The renovation that joined the already vast Oak Bar with the Oak Room shows on the walls, the leather banquettes, the heavy wooden tables…all of it telegraphing a modern opulence. What remains of the old? Two-story Palladian windows that look out onto the square; beautifully preserved ceilings; the grandeur of a Beaux Arts train station. And what’s new? White-painted woodwork to replace some of the dark-stained wood of hallowed memory; an aptly long L-shaped bar with tufted-leather stools that overlook an open kitchen with a hearth oven; a large communal high table. That magic I speak of? It comes when the huge, 146-seat room is about a quarter full, when you can hear yourself think and have a crack at being shown to your table right away.
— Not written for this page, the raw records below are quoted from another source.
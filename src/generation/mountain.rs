//! Mountain boundary: a closed ring of rock walls plus irregular outer slabs.

use std::any::Any;
use std::f32::consts::TAU;

use glam::{Vec2, Vec3};
use rand::Rng;
use rand::SeedableRng;
use rand::rngs::StdRng;

use crate::behavior::{Behavior, BehaviorContext};
use crate::math::point_on_circle;
use crate::scene::{
    LocalTransform, Material, Mesh, NodeContent, SceneGraph, SceneNodeId, ShadowFlags, Shape,
};

use super::scatter::{Annulus, PassReport, ScatterPass, TargetCount};

pub const MOUNTAIN_MATERIAL: Material = Material::new(0x4a4a4a, 0.95, 0.05);

/// Radius of the closed wall ring.
pub const RING_RADIUS: f32 = 28.0;
/// Number of straight segments in the ring.
pub const RING_WALLS: usize = 60;
const RING_THICKNESS: f32 = 1.5;

/// Short slabs scattered just inside the ring. No exclusion: the band is far
/// from anything placed by hand.
pub const OUTER_BAND: ScatterPass = ScatterPass {
    name: "outer band",
    count: TargetCount::exactly(20),
    annulus: Annulus::new(26.0, 28.0),
    exclusion: None,
};
const BAND_THICKNESS: f32 = 1.2;

/// A straight wall between two perimeter points.
#[derive(Clone, Copy, Debug, PartialEq)]
pub struct WallSegment {
    /// `(x, z)`
    pub start: Vec2,
    /// `(x, z)`
    pub end: Vec2,
}

impl WallSegment {
    pub fn center(&self) -> Vec2 {
        (self.start + self.end) * 0.5
    }

    pub fn length(&self) -> f32 {
        self.start.distance(self.end)
    }

    /// Yaw in degrees aligning the wall's width with the segment.
    pub fn yaw_degrees(&self) -> f32 {
        let d = self.end - self.start;
        d.y.atan2(d.x).to_degrees()
    }
}

/// `count` evenly spaced segments around a circle. Segment `i` ends where
/// segment `i + 1` starts and the last one closes back onto the first.
pub fn wall_loop(radius: f32, count: usize) -> Vec<WallSegment> {
    (0..count)
        .map(|i| {
            let a1 = i as f32 / count as f32 * TAU;
            let a2 = (i + 1) as f32 / count as f32 * TAU;
            WallSegment {
                start: point_on_circle(a1, radius),
                end: point_on_circle(a2, radius),
            }
        })
        .collect()
}

fn spawn_wall(
    scene: &mut SceneGraph,
    parent: SceneNodeId,
    center: Vec2,
    size: Vec3,
    yaw_degrees: f32,
) -> SceneNodeId {
    scene.spawn(
        parent,
        "wall",
        NodeContent::Mesh(Mesh {
            shape: Shape::Box {
                width: size.x,
                height: size.y,
                depth: size.z,
            },
            material: MOUNTAIN_MATERIAL,
            shadow: ShadowFlags::BOTH,
        }),
        LocalTransform::from_position(Vec3::new(center.x, size.y / 2.0, center.y))
            .with_yaw_degrees(yaw_degrees),
    )
}

/// Builds the mountain boundary under its entity on attach.
pub struct MountainBoundary {
    rng: StdRng,
    ring: Vec<SceneNodeId>,
    band: Vec<SceneNodeId>,
    band_report: Option<PassReport>,
}

impl MountainBoundary {
    pub fn new(seed: Option<u64>) -> Self {
        let rng = match seed {
            Some(seed) => StdRng::seed_from_u64(seed),
            None => StdRng::from_entropy(),
        };
        Self {
            rng,
            ring: Vec::new(),
            band: Vec::new(),
            band_report: None,
        }
    }

    /// Spawn the ring and the outer band under `parent`.
    pub fn build(&mut self, scene: &mut SceneGraph, parent: SceneNodeId) {
        for segment in wall_loop(RING_RADIUS, RING_WALLS) {
            let height = self.rng.gen_range(15.0..20.0);
            let size = Vec3::new(segment.length(), height, RING_THICKNESS);
            self.ring
                .push(spawn_wall(scene, parent, segment.center(), size, segment.yaw_degrees()));
        }

        let band = &mut self.band;
        let report = OUTER_BAND.run(&mut self.rng, |rng, at| {
            let size = Vec3::new(
                rng.gen_range(2.0..4.0),
                rng.gen_range(12.0..16.0),
                BAND_THICKNESS,
            );
            let yaw = rng.gen_range(0.0..360.0);
            band.push(spawn_wall(scene, parent, at, size, yaw));
        });
        self.band_report = Some(report);

        log::info!(
            "Mountain boundary: {} ring walls, {} outer slabs",
            self.ring.len(),
            self.band.len()
        );
    }

    pub fn ring_walls(&self) -> &[SceneNodeId] {
        &self.ring
    }

    pub fn band_walls(&self) -> &[SceneNodeId] {
        &self.band
    }

    pub fn band_report(&self) -> Option<PassReport> {
        self.band_report
    }
}

impl Behavior for MountainBoundary {
    fn name(&self) -> &'static str {
        "mountain-boundary"
    }

    fn on_attach(&mut self, ctx: &mut BehaviorContext<'_>) {
        let entity = ctx.entity();
        self.build(ctx.scene_mut(), entity);
    }

    fn as_any(&self) -> &dyn Any {
        self
    }

    fn as_any_mut(&mut self) -> &mut dyn Any {
        self
    }
}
The space is typically packed and fantastically noisy, with servers that can be intermittently inattentive and more eager to please than able to deliver. The crowds are chic, urban, international: They’re looking for a scene, and getting one.
The masses might well be coming for the drinks. I don’t think they’re coming for the food, which is less successful at marrying the old with the new. That Oak Long Bar serves any noteworthy food at all—and it does, a little—is an achievement. But its lasting value is likely to be as an enormous, luxurious room worth seeing and being seen in. There’s an overhauled menu with a long cocktail list featuring expertly made, innovative drinks, and a wide variety of small plates, many of which show off just what that stone-floored oven can do.
Roast chicken, $22
Under the direction of the German-born and trained executive chef Stefan Jarausch (who for four years prior had served as chef at the Oak Room), the restaurant has glommed onto the farm-to-table theme that rules the day, but that might not really be suited to an institution geared toward serving club-style food to large crowds. Jarausch does work an impressive number of New England–centric ingredients into his dishes: Vermont-made Maplebrook cheese, Backyard Farms Maine tomatoes, Powder Point oysters, Cold Fusion gelato from Walpole. You get the idea that a chef, not just a corporation, devised the menu. Many of the dishes, though, have a trend-compilation air to them, which gives them just the corporate feel the restaurant seems to want to avoid.
That’s too bad, because a few dishes are as good as anything in town. For instance, the “farm chicken soup” ($10), with its distillation of chicken essence from the sort of accumulation of bones only a big kitchen can compile, was as wonderfully clear as a consommé—the kind of technique only a classically trained chef like Jarausch can muster. The crab-asparagus gratin ($15) was a similarly lovely dish—a custardlike cream of fresh Jonah crabmeat, crème fraîche, and mayonnaise topped with grated cheese and baked in a cast-iron dish until browned. It demonstrated a real talent for highlighting the delicate, clear flavor of a local product: The slightly saline Maine crabmeat was moist and plentiful, the thin asparagus adding color and a bit of texture but not distracting from the taste. If only it had been served warm.